PARTNERSHIPS

Borealis Buys into Plastic’s Second Life

Borealis transfers its Ostend plant to BlueAlp, taking 10% stake to lock in recycled feedstock for EU targets

24 Feb 2026

Industrial recycling facility with steel structure and piping

In Europe’s plastics industry, waste is becoming a prized asset. As regulators demand more recycled content in packaging, access to suitable feedstock is turning from an environmental pledge into a strategic necessity.

Borealis, an Austrian chemicals group, has reshaped its position in that race. It has transferred its Renasci chemical recycling plant in Ostend, Belgium, to BlueAlp, a technology specialist. In return, Borealis has taken a 10% stake in BlueAlp, keeping a foothold in the business while ceding day to day control.

The Ostend facility can process around 20 kilotonnes of plastic waste a year. It focuses on hard to recycle material such as mixed films and flexible packaging. Through pyrolysis, this waste is converted into oil, which can then serve as feedstock for new plastics suitable for higher value uses. Such output is increasingly important under the EU’s Packaging and Packaging Waste Regulation, which requires rising levels of recycled content in plastic packaging by 2030.

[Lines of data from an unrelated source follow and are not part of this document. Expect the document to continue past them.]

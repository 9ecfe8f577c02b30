use crossterm::event::{KeyCode, KeyEvent, KeyModifiers};
use ratatui::buffer::Buffer;
use ratatui::layout::Rect;
use ratatui::style::{Modifier, Style};
use unicode_segmentation::UnicodeSegmentation;
use unicode_width::{UnicodeWidthChar, UnicodeWidthStr};

use super::overlay::{put_line, put_str, OverlayLayout};
use super::{Modal, Step};

fn is_plain_char(key: &KeyEvent) -> bool {
    !key
        .modifiers
        .intersects(KeyModifiers::CONTROL | KeyModifiers::ALT | KeyModifiers::SUPER)
}

/// Bounded single-line buffer with a grapheme-aware cursor.
#[derive(Debug, Clone)]
pub struct LineEditor {
    buffer: String,
    cursor: usize,
    max_len: usize,
}

impl LineEditor {
    pub fn new(max_len: usize) -> Self {
        Self {
            buffer: String::new(),
            cursor: 0,
            max_len,
        }
    }

    pub fn with_initial(max_len: usize, initial: &str) -> Self {
        let buffer: String = initial.chars().take(max_len).collect();
        Self {
            cursor: buffer.len(),
            buffer,
            max_len,
        }
    }

    pub fn buffer(&self) -> &str {
        &self.buffer
    }

    pub fn cursor(&self) -> usize {
        self.cursor
    }

    pub fn insert_char(&mut self, ch: char) -> bool {
        if ch.is_control() || self.buffer.chars().count() >= self.max_len {
            return false;
        }
        self.buffer.insert(self.cursor, ch);
        self.cursor += ch.len_utf8();
        true
    }

    pub fn backspace(&mut self) -> bool {
        if self.cursor == 0 {
            return false;
        }
        let prev = prev_grapheme_boundary(&self.buffer, self.cursor);
        self.buffer.drain(prev..self.cursor);
        self.cursor = prev;
        true
    }

    pub fn move_left(&mut self) -> bool {
        if self.cursor == 0 {
            return false;
        }
        self.cursor = prev_grapheme_boundary(&self.buffer, self.cursor);
        true
    }

    pub fn move_right(&mut self) -> bool {
        if self.cursor >= self.buffer.len() {
            return false;
        }
        self.cursor = next_grapheme_boundary(&self.buffer, self.cursor);
        true
    }

    /// Enter commits the trimmed text, Esc cancels.
    pub fn handle_key(&mut self, key: KeyEvent) -> Step<String> {
        match key.code {
            KeyCode::Enter => return Step::Done(self.buffer.trim().to_string()),
            KeyCode::Esc => return Step::Cancel,
            KeyCode::Backspace => {
                self.backspace();
            }
            KeyCode::Left => {
                self.move_left();
            }
            KeyCode::Right => {
                self.move_right();
            }
            KeyCode::Home => self.cursor = 0,
            KeyCode::End => self.cursor = self.buffer.len(),
            KeyCode::Char(ch) if is_plain_char(&key) => {
                self.insert_char(ch);
            }
            _ => {}
        }
        Step::Continue
    }

    /// Draws the slice of the buffer that keeps the cursor inside `width`
    /// columns and returns the cursor column relative to `x`.
    pub fn render(&self, buf: &mut Buffer, x: u16, y: u16, width: u16, style: Style) -> u16 {
        if width == 0 {
            return 0;
        }
        let before = &self.buffer[..self.cursor];
        let cursor_col = UnicodeWidthStr::width(before);
        let limit = width as usize - 1;
        let mut start = 0;
        if cursor_col > limit {
            let mut skipped = 0;
            for (idx, grapheme) in before.grapheme_indices(true) {
                if cursor_col - skipped <= limit {
                    start = idx;
                    break;
                }
                skipped += UnicodeWidthStr::width(grapheme);
                start = idx + grapheme.len();
            }
        }
        put_str(buf, x, y, &self.buffer[start..], width, style);
        UnicodeWidthStr::width(&self.buffer[start..self.cursor]) as u16
    }
}

/// Multi-line text region bounded to the rows and columns it is drawn in.
#[derive(Debug, Clone)]
pub struct TextArea {
    buffer: String,
    cursor: usize,
    preferred_column: Option<usize>,
    max_rows: usize,
    max_cols: usize,
}

impl TextArea {
    pub fn new(initial: &str) -> Self {
        Self {
            buffer: initial.to_string(),
            cursor: initial.len(),
            preferred_column: None,
            max_rows: usize::MAX,
            max_cols: usize::MAX,
        }
    }

    pub fn set_bounds(&mut self, rows: usize, cols: usize) {
        self.max_rows = rows.max(1);
        self.max_cols = cols.max(1);
    }

    pub fn buffer(&self) -> &str {
        &self.buffer
    }

    pub fn cursor(&self) -> usize {
        self.cursor
    }

    pub fn insert_char(&mut self, ch: char) -> bool {
        if ch.is_control() {
            return false;
        }
        let start = line_start(&self.buffer, self.cursor);
        let end = line_end(&self.buffer, self.cursor);
        let line_width = UnicodeWidthStr::width(&self.buffer[start..end]);
        if line_width + UnicodeWidthChar::width(ch).unwrap_or(0) > self.max_cols {
            return false;
        }
        self.buffer.insert(self.cursor, ch);
        self.cursor += ch.len_utf8();
        self.preferred_column = None;
        true
    }

    pub fn insert_newline(&mut self) -> bool {
        if self.buffer.split('\n').count() >= self.max_rows {
            return false;
        }
        self.buffer.insert(self.cursor, '\n');
        self.cursor += 1;
        self.preferred_column = Some(0);
        true
    }

    pub fn backspace(&mut self) -> bool {
        if self.cursor == 0 {
            return false;
        }
        let prev = prev_grapheme_boundary(&self.buffer, self.cursor);
        self.buffer.drain(prev..self.cursor);
        self.cursor = prev;
        self.preferred_column = None;
        true
    }

    pub fn move_left(&mut self) -> bool {
        if self.cursor == 0 {
            return false;
        }
        self.cursor = prev_grapheme_boundary(&self.buffer, self.cursor);
        self.preferred_column = None;
        true
    }

    pub fn move_right(&mut self) -> bool {
        if self.cursor >= self.buffer.len() {
            return false;
        }
        self.cursor = next_grapheme_boundary(&self.buffer, self.cursor);
        self.preferred_column = None;
        true
    }

    pub fn move_up(&mut self) -> bool {
        let current_line_start = line_start(&self.buffer, self.cursor);
        if current_line_start == 0 {
            return false;
        }
        let column = self
            .preferred_column
            .unwrap_or_else(|| column_at(&self.buffer, current_line_start, self.cursor));
        let prev_line_start = line_start(&self.buffer, current_line_start - 1);
        self.cursor = position_for_column(&self.buffer, prev_line_start, column);
        self.preferred_column = Some(column);
        true
    }

    pub fn move_down(&mut self) -> bool {
        let current_line_end = line_end(&self.buffer, self.cursor);
        if current_line_end == self.buffer.len() {
            return false;
        }
        let column = self.preferred_column.unwrap_or_else(|| {
            column_at(
                &self.buffer,
                line_start(&self.buffer, self.cursor),
                self.cursor,
            )
        });
        self.cursor = position_for_column(&self.buffer, current_line_end + 1, column);
        self.preferred_column = Some(column);
        true
    }

    /// Ctrl+D commits the trimmed text, Esc cancels, Enter breaks the line.
    pub fn handle_key(&mut self, key: KeyEvent) -> Step<String> {
        match key.code {
            KeyCode::Char('d') if key.modifiers.contains(KeyModifiers::CONTROL) => {
                return Step::Done(self.buffer.trim().to_string());
            }
            KeyCode::Esc => return Step::Cancel,
            KeyCode::Enter => {
                self.insert_newline();
            }
            KeyCode::Backspace => {
                self.backspace();
            }
            KeyCode::Left => {
                self.move_left();
            }
            KeyCode::Right => {
                self.move_right();
            }
            KeyCode::Up => {
                self.move_up();
            }
            KeyCode::Down => {
                self.move_down();
            }
            KeyCode::Char(ch) if is_plain_char(&key) => {
                self.insert_char(ch);
            }
            _ => {}
        }
        Step::Continue
    }

    /// Row and column of the cursor inside the text.
    pub fn cursor_position(&self) -> (usize, usize) {
        let before = &self.buffer[..self.cursor];
        let row = before.matches('\n').count();
        let start = line_start(&self.buffer, self.cursor);
        (row, UnicodeWidthStr::width(&self.buffer[start..self.cursor]))
    }

    pub fn render(&self, buf: &mut Buffer, area: Rect) {
        for (row, line) in self.buffer.split('\n').enumerate() {
            put_line(buf, area, row as u16, line, Style::default());
        }
    }
}

/// Single-line prompt in its own overlay.
pub struct LinePrompt {
    title: String,
    label: String,
    editor: LineEditor,
    width: u16,
    cursor: Option<(u16, u16)>,
}

impl LinePrompt {
    pub fn new(title: impl Into<String>, label: impl Into<String>, max_len: usize) -> Self {
        Self {
            title: title.into(),
            label: label.into(),
            editor: LineEditor::new(max_len),
            width: 70,
            cursor: None,
        }
    }

    pub fn width(mut self, width: u16) -> Self {
        self.width = width;
        self
    }

    pub fn editor(&self) -> &LineEditor {
        &self.editor
    }
}

impl Modal for LinePrompt {
    type Output = String;

    fn overlay(&self, screen: Rect) -> OverlayLayout {
        OverlayLayout::new(7, self.width.min(screen.width.saturating_sub(6)), &self.title)
            .footer("Enter confirm | Esc cancel")
    }

    fn render(&mut self, buf: &mut Buffer, content: Rect) {
        put_line(buf, content, 1, &self.label, Style::default());
        self.cursor = None;
        if content.height >= 3 && content.width > 0 {
            let y = content.y + 2;
            let col = self.editor.render(buf, content.x, y, content.width, Style::default());
            self.cursor = Some((content.x + col, y));
        }
    }

    fn cursor(&self) -> Option<(u16, u16)> {
        self.cursor
    }

    fn handle_key(&mut self, key: KeyEvent) -> Step<String> {
        self.editor.handle_key(key)
    }

    fn handle_resize(&mut self) -> Step<String> {
        Step::Cancel
    }
}

/// Multi-line compose window; Ctrl+D finishes.
pub struct ComposePrompt {
    title: String,
    area: TextArea,
    cursor: Option<(u16, u16)>,
}

impl ComposePrompt {
    pub fn new(title: impl Into<String>, initial: &str) -> Self {
        Self {
            title: title.into(),
            area: TextArea::new(initial),
            cursor: None,
        }
    }

    pub fn text_area(&self) -> &TextArea {
        &self.area
    }
}

impl Modal for ComposePrompt {
    type Output = String;

    fn overlay(&self, screen: Rect) -> OverlayLayout {
        OverlayLayout::new(
            16.min(screen.height.saturating_sub(4)),
            72.min(screen.width.saturating_sub(6)),
            &self.title,
        )
    }

    fn render(&mut self, buf: &mut Buffer, content: Rect) {
        put_line(
            buf,
            content,
            0,
            "Ctrl+D finish | Esc cancel",
            Style::default().add_modifier(Modifier::DIM),
        );
        let edit = Rect::new(
            content.x,
            content.y + 1,
            content.width,
            content.height.saturating_sub(1),
        );
        self.area
            .set_bounds(edit.height as usize, edit.width.saturating_sub(1) as usize);
        self.area.render(buf, edit);

        let (row, col) = self.area.cursor_position();
        let (row, col) = (row as u16, col as u16);
        self.cursor = (row < edit.height && col < edit.width).then(|| (edit.x + col, edit.y + row));
    }

    fn cursor(&self) -> Option<(u16, u16)> {
        self.cursor
    }

    fn handle_key(&mut self, key: KeyEvent) -> Step<String> {
        self.area.handle_key(key)
    }

    fn handle_resize(&mut self) -> Step<String> {
        Step::Cancel
    }
}

fn prev_grapheme_boundary(text: &str, cursor: usize) -> usize {
    text[..cursor]
        .grapheme_indices(true)
        .last()
        .map(|(idx, _)| idx)
        .unwrap_or(0)
}

fn next_grapheme_boundary(text: &str, cursor: usize) -> usize {
    text[cursor..]
        .graphemes(true)
        .next()
        .map(|grapheme| cursor + grapheme.len())
        .unwrap_or(text.len())
}

fn line_start(text: &str, cursor: usize) -> usize {
    text[..cursor].rfind('\n').map(|idx| idx + 1).unwrap_or(0)
}

fn line_end(text: &str, cursor: usize) -> usize {
    text[cursor..]
        .find('\n')
        .map(|idx| cursor + idx)
        .unwrap_or(text.len())
}

fn column_at(text: &str, line_start: usize, cursor: usize) -> usize {
    text[line_start..cursor].graphemes(true).count()
}

fn position_for_column(text: &str, line_start: usize, column: usize) -> usize {
    let line_end = line_end(text, line_start);
    text[line_start..line_end]
        .grapheme_indices(true)
        .nth(column)
        .map(|(idx, _)| line_start + idx)
        .unwrap_or(line_end)
}
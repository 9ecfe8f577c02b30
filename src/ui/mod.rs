pub mod dialogs;
pub mod editor;
pub mod overlay;
pub mod picker;

use crossterm::event::KeyEvent;
use ratatui::buffer::Buffer;
use ratatui::layout::Rect;
use ratatui::style::{Modifier, Style};
use ratatui::Frame;
use strum::IntoEnumIterator;
use unicode_width::UnicodeWidthStr;

use crate::app::state::{LandingState, MenuAction};
use overlay::{put_str, OverlayLayout};

const LANDING_HINT: &str = "s send  l lists  h help  q quit";
const RESIZE_NOTICE: &str = "Resize terminal to at least 80x24.";

/// What a modal reports after each input.
#[derive(Debug, Clone, PartialEq, Eq)]
pub enum Step<T> {
    Continue,
    Done(T),
    Cancel,
}

/// One interaction drawn in a centered overlay above the dimmed landing
/// screen. The session owns the loop; a modal only renders and reacts.
pub trait Modal {
    type Output;

    fn overlay(&self, screen: Rect) -> OverlayLayout;

    /// Draws into the padded content area of the window.
    fn render(&mut self, buf: &mut Buffer, content: Rect);

    /// Absolute cursor position after the last render, if the modal edits text.
    fn cursor(&self) -> Option<(u16, u16)> {
        None
    }

    fn handle_key(&mut self, key: KeyEvent) -> Step<Self::Output>;

    /// Called after the terminal has been resized. Text editors cancel here;
    /// everything else just redraws with its state intact.
    fn handle_resize(&mut self) -> Step<Self::Output> {
        Step::Continue
    }
}

/// Composites `modal` over whatever the frame already holds: scrim, shadow,
/// bordered window, then the modal's own content.
pub fn draw_modal<M: Modal + ?Sized>(frame: &mut Frame, modal: &mut M) {
    let screen = frame.size();
    let layout = modal.overlay(screen);
    let window = overlay::overlay_rect(screen, layout.height, layout.width);
    let buf = frame.buffer_mut();
    overlay::draw_scrim(buf);
    overlay::draw_shadow(buf, window);
    let content = overlay::draw_window(buf, window, &layout);
    modal.render(buf, content);
    if let Some((x, y)) = modal.cursor() {
        frame.set_cursor(x, y);
    }
}

pub fn draw_landing(frame: &mut Frame, landing: &LandingState) {
    let screen = frame.size();
    let buf = frame.buffer_mut();
    if overlay::is_too_small(screen) {
        let x = screen.width.saturating_sub(RESIZE_NOTICE.len() as u16) / 2;
        put_str(buf, x, screen.height / 2, RESIZE_NOTICE, screen.width, Style::default());
        return;
    }

    let menu: Vec<String> = MenuAction::iter()
        .map(|action| format!("{:<10} {}", action.label(), action.hotkey()))
        .collect();
    let menu_w = menu.iter().map(|line| line.width()).max().unwrap_or(0) as u16;
    let banner = landing.banner();
    let banner_w = banner.iter().map(|line| line.width()).max().unwrap_or(0) as u16;
    let gap = 2;
    let total_h = banner.len() as u16 + gap + menu.len() as u16;
    let top = screen.height.saturating_sub(total_h) / 2;
    let menu_left = screen.width.saturating_sub(menu_w) / 2;
    let banner_left = if banner_w > menu_w {
        menu_left.saturating_sub((banner_w - menu_w) / 2)
    } else {
        menu_left + (menu_w - banner_w) / 2
    };

    for (i, line) in banner.iter().enumerate() {
        put_str(
            buf,
            banner_left,
            top + i as u16,
            line,
            screen.width,
            Style::default(),
        );
    }
    let menu_top = top + banner.len() as u16 + gap;
    for (i, line) in menu.iter().enumerate() {
        let style = if i == landing.index() {
            Style::default().add_modifier(Modifier::REVERSED)
        } else {
            Style::default()
        };
        put_str(buf, menu_left, menu_top + i as u16, line, screen.width, style);
    }
    let hint_left = screen.width.saturating_sub(LANDING_HINT.len() as u16) / 2;
    put_str(
        buf,
        hint_left,
        screen.height - 2,
        LANDING_HINT,
        screen.width,
        Style::default().add_modifier(Modifier::DIM),
    );
}
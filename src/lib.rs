//! # bd-claim
//!
//! Race-free issue claiming for agents sharing a beads workspace.
//!
//! Many independent agent processes can point at the same SQLite store and
//! call [`engine::ClaimEngine::execute`]; each ready issue goes to at most one
//! of them. Selection is deterministic (priority, then age, then id) and
//! filterable by assignee, labels and minimum priority.

pub mod clock;
pub mod config;
pub mod engine;
pub mod error;
pub mod event;
pub mod model;
pub mod store;
pub mod telemetry;
pub mod workspace;

pub use engine::{ClaimEngine, ClaimOutcome, ClaimRequest, ClaimResult};
pub use error::{Error, ErrorKind, Result};
pub use store::{ClaimStore, MemoryClaimStore, SqliteClaimStore, SqliteStoreOptions};
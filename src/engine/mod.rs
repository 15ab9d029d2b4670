//! Claim engine: runs one claim or dry-run against a [`ClaimStore`] and
//! turns whatever happens into a terminal [`ClaimOutcome`].

pub mod report;

use std::sync::Arc;
use std::time::{Duration, Instant};

use opentelemetry::KeyValue;
use tracing::{Instrument, Span};

use crate::clock::Clock;
use crate::error::{Error, ErrorKind, Result};
use crate::event::{ClaimEvent, ClaimObserver, TracingObserver};
use crate::model::{AgentName, ClaimFilters, Issue};
use crate::store::ClaimStore;
use crate::telemetry::claim::{record_outcome, start_claim_span};
use crate::telemetry::metrics;

pub use report::{ClaimResult, ErrorView, FiltersView, IssueView, ResultStatus};

/// One invocation of the engine.
#[derive(Debug, Clone)]
pub struct ClaimRequest {
    pub agent: AgentName,
    pub filters: ClaimFilters,
    pub dry_run: bool,
    /// Upper bound on the whole store call, retries included.
    pub deadline: Option<Duration>,
}

impl ClaimRequest {
    pub fn new(agent: AgentName) -> Self {
        Self {
            agent,
            filters: ClaimFilters::default(),
            dry_run: false,
            deadline: None,
        }
    }

    pub fn filters(mut self, filters: ClaimFilters) -> Self {
        self.filters = filters;
        self
    }

    pub fn dry_run(mut self, dry_run: bool) -> Self {
        self.dry_run = dry_run;
        self
    }

    pub fn deadline(mut self, deadline: Duration) -> Self {
        self.deadline = Some(deadline);
        self
    }
}

/// Terminal result of [`ClaimEngine::execute`].
#[derive(Debug, Clone, PartialEq)]
pub enum ClaimOutcome {
    /// The issue now belongs to the requesting agent.
    Claimed(Issue),
    /// Dry-run: the issue a claim would take, unmodified.
    Preview(Issue),
    /// Nothing eligible. Not an error.
    NoneAvailable,
    Failed { kind: ErrorKind, message: String },
}

impl ClaimOutcome {
    pub fn issue(&self) -> Option<&Issue> {
        match self {
            ClaimOutcome::Claimed(issue) | ClaimOutcome::Preview(issue) => Some(issue),
            _ => None,
        }
    }

    pub fn is_failure(&self) -> bool {
        matches!(self, ClaimOutcome::Failed { .. })
    }

    /// Metric and span label.
    pub fn label(&self) -> &'static str {
        match self {
            ClaimOutcome::Claimed(_) => "claimed",
            ClaimOutcome::Preview(_) => "preview",
            ClaimOutcome::NoneAvailable => "none",
            ClaimOutcome::Failed { .. } => "error",
        }
    }
}

impl From<Error> for ClaimOutcome {
    fn from(err: Error) -> Self {
        ClaimOutcome::Failed {
            kind: err.kind(),
            message: err.to_string(),
        }
    }
}

pub struct ClaimEngine<S> {
    store: S,
    clock: Arc<dyn Clock>,
    observer: Arc<dyn ClaimObserver>,
}

impl<S: ClaimStore> ClaimEngine<S> {
    /// Engine reporting events through `tracing`.
    pub fn new(store: S, clock: Arc<dyn Clock>) -> Self {
        Self {
            store,
            clock,
            observer: Arc::new(TracingObserver),
        }
    }

    pub fn with_observer(mut self, observer: Arc<dyn ClaimObserver>) -> Self {
        self.observer = observer;
        self
    }

    pub fn store(&self) -> &S {
        &self.store
    }

    /// Run `request` to a terminal outcome. Never panics on store failure
    /// and never reports an empty queue as an error.
    pub async fn execute(&self, request: &ClaimRequest) -> ClaimOutcome {
        let span = start_claim_span(&request.agent, request.dry_run);
        self.run(request, &span).instrument(span.clone()).await
    }

    async fn run(&self, request: &ClaimRequest, span: &Span) -> ClaimOutcome {
        let started = Instant::now();
        metrics::claim_attempts().add(1, &[KeyValue::new("dry_run", request.dry_run)]);

        self.observer.observe(&ClaimEvent::ClaimAttemptStarted {
            agent: request.agent.clone(),
            dry_run: request.dry_run,
            at: self.clock.now(),
        });

        let result = match request.filters.validate() {
            Ok(()) => self.call_store(request).await,
            Err(err) => Err(err),
        };

        let outcome = match result {
            Ok(Some(issue)) if request.dry_run => ClaimOutcome::Preview(issue),
            Ok(Some(issue)) => ClaimOutcome::Claimed(issue),
            Ok(None) => ClaimOutcome::NoneAvailable,
            Err(err) => ClaimOutcome::from(err),
        };

        self.report(request, &outcome, span, started);
        outcome
    }

    async fn call_store(&self, request: &ClaimRequest) -> Result<Option<Issue>> {
        let call = async {
            if request.dry_run {
                self.store.find_one_ready(&request.filters).await
            } else {
                self.store
                    .claim_one_ready(&request.agent, &request.filters)
                    .await
            }
        };

        match request.deadline {
            // Dropping the timed-out call drops its open transaction, which
            // rolls back.
            Some(limit) => tokio::time::timeout(limit, call)
                .await
                .map_err(|_| Error::DeadlineExceeded(limit))?,
            None => call.await,
        }
    }

    fn report(&self, request: &ClaimRequest, outcome: &ClaimOutcome, span: &Span, started: Instant) {
        let agent = request.agent.clone();
        let now = self.clock.now();

        let event = match outcome {
            ClaimOutcome::Claimed(issue) => ClaimEvent::IssueClaimed {
                issue_id: issue.id.clone(),
                agent,
                claimed_at: issue.updated_at,
            },
            ClaimOutcome::Preview(issue) => ClaimEvent::DryRunComplete {
                agent,
                issue_id: Some(issue.id.clone()),
                checked_at: now,
            },
            ClaimOutcome::NoneAvailable if request.dry_run => ClaimEvent::DryRunComplete {
                agent,
                issue_id: None,
                checked_at: now,
            },
            ClaimOutcome::NoneAvailable => ClaimEvent::NoIssueAvailable {
                agent,
                filters: request.filters.clone(),
                checked_at: now,
            },
            ClaimOutcome::Failed { kind, message } => ClaimEvent::ClaimFailed {
                agent,
                kind: *kind,
                message: message.clone(),
                occurred_at: now,
            },
        };
        self.observer.observe(&event);

        let label = outcome.label();
        record_outcome(span, label, outcome.issue().map(|issue| issue.id.as_str()));

        let mut attrs = vec![KeyValue::new("outcome", label)];
        if let ClaimOutcome::Failed { kind, .. } = outcome {
            attrs.push(KeyValue::new("code", kind.code()));
        }
        metrics::claim_outcomes().add(1, &attrs);
        metrics::claim_duration_ms().record(
            started.elapsed().as_secs_f64() * 1000.0,
            &[KeyValue::new("outcome", label)],
        );
    }
}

The transaction reflects two calculations. The first concerns execution. Chemical recycling in Europe has been slowed by permitting delays, volatile energy prices and tight financing. By placing the plant under BlueAlp’s operational leadership, Borealis is betting that a more focused technology partner can improve performance and scale more quickly.

The second concerns security of supply. High quality recycled raw materials remain scarce. By retaining an equity stake, Borealis preserves strategic influence and, crucially, access to future volumes. In a market where brand owners are scrambling to meet sustainability targets, guaranteed supply may prove more valuable than outright ownership.

Advanced recycling is unlikely to replace mechanical methods, which remain cheaper and more established. But it is viewed as a necessary complement, especially for complex waste streams that cannot be mechanically processed. Questions persist over lifecycle emissions and the economics of expansion. Even so, policy support remains firm.

As compliance deadlines draw nearer, control over circular feedstock is becoming a competitive advantage. In Europe’s plastics industry, credibility now depends not just on pledges, but on securing the raw materials to meet them.